Nevertheless, Mrs Jolly – who says that she felt “humiliated” and “degraded” after being suspended and subsequently dismissed for the error – claims that she had not been properly trained to use the new system in the first place.
She adds that her work record at the Royal Berkshire Hospital prior to the error was exemplary – and that she had not taken a single day off sick in more than a decade, despite having suffered a cardiac arrest at work back in 2004 and having to be resuscitated by a doctor.

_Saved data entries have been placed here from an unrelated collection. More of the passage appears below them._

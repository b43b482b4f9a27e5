pub mod cli;
pub mod core;
pub mod providers;
pub mod store;

use crate::core::config::AppConfig;
use crate::core::{CorrectionTable, PortfolioTracker, QuoteCache, QuoteResolver};
use crate::store::{DiskStore, KeyValueStore};
use anyhow::Result;
use std::sync::Arc;
use tracing::{debug, info};

/// Commands that need a loaded config and a resolver.
#[derive(Debug, Clone, PartialEq, Eq)]
pub enum AppCommand {
    Quote(String),
    Add(String),
    Remove(String),
    List,
    Refresh,
    Search(String),
}

pub fn build_resolver(config: &AppConfig) -> Result<QuoteResolver> {
    let cache = Arc::new(QuoteCache::with_validity(config.cache_validity()?));
    let corrections = CorrectionTable::default().extend(config.corrections.clone());

    Ok(
        QuoteResolver::new(providers::provider_chain(config)?, corrections, cache)
            .with_synthesized_fallback(config.synthesize_fallback)
            .with_provider_timeout(config.provider_deadline()?),
    )
}

pub async fn run_command(command: AppCommand, config_path: Option<&str>) -> Result<()> {
    info!("valtrack starting...");

    let config = match config_path {
        Some(path) => AppConfig::load_from_path(path)?,
        None => AppConfig::load()?,
    };
    debug!("Loaded config: {config:#?}");

    let resolver = Arc::new(build_resolver(&config)?);
    debug!(providers = ?resolver.provider_names(), "Resolver ready");

    match command {
        AppCommand::Quote(symbol) => cli::quote::run(&resolver, &symbol).await,
        AppCommand::Search(query) => cli::search::run(&resolver, &query).await,
        AppCommand::Add(symbol) => {
            let mut tracker = open_tracker(&config, resolver).await?;
            cli::portfolio::add(&mut tracker, &symbol).await
        }
        AppCommand::Remove(symbol) => {
            let mut tracker = open_tracker(&config, resolver).await?;
            cli::portfolio::remove(&mut tracker, &symbol).await
        }
        AppCommand::List => {
            let mut tracker = open_tracker(&config, resolver).await?;
            cli::portfolio::list(&mut tracker).await
        }
        AppCommand::Refresh => {
            let mut tracker = open_tracker(&config, resolver).await?;
            cli::portfolio::refresh(&mut tracker).await
        }
    }
}

async fn open_tracker(config: &AppConfig, resolver: Arc<QuoteResolver>) -> Result<PortfolioTracker> {
    let data_path = config.default_data_path()?;
    debug!("Opening portfolio store at {}", data_path.display());
    let store: Arc<dyn KeyValueStore> = Arc::new(DiskStore::open(&data_path)?);
    PortfolioTracker::load(resolver, store).await
}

“I felt as though he [my employer] had assumed that at my age and because of my health I was a liability and incapable of change and had to go,” she told a press interview.
“It had been my intention to continue to work for as long as I could – until I was at least 90 years old.”
A spokesperson for the 88-year-old, who suffers from a heart condition and walks using a stick, said that her bosses were guilty of “insidious stereotyping about elderly people” and that Mrs Jolly deserved justice.
In response, one of her former supervisors, surgeon Brendan Smith, described Mrs Jolly as a “reliable and meticulous employee” and suggested that she had been bullied by superior hospital managers who intended to “make an example of her.”
A decision in the case is yet to be made.
Hayley Trovato, of OGR Stock Denton’s Employment team, said: “While this is quite an extreme case, sadly age discrimination is a very real issue in the workplace.
“The Equality Act 2010 makes it unlawful to discriminate against employees, job seekers and trainees because of age. However, age discrimination is only one element of this case and we shall have to wait and see what the Tribunal decides.”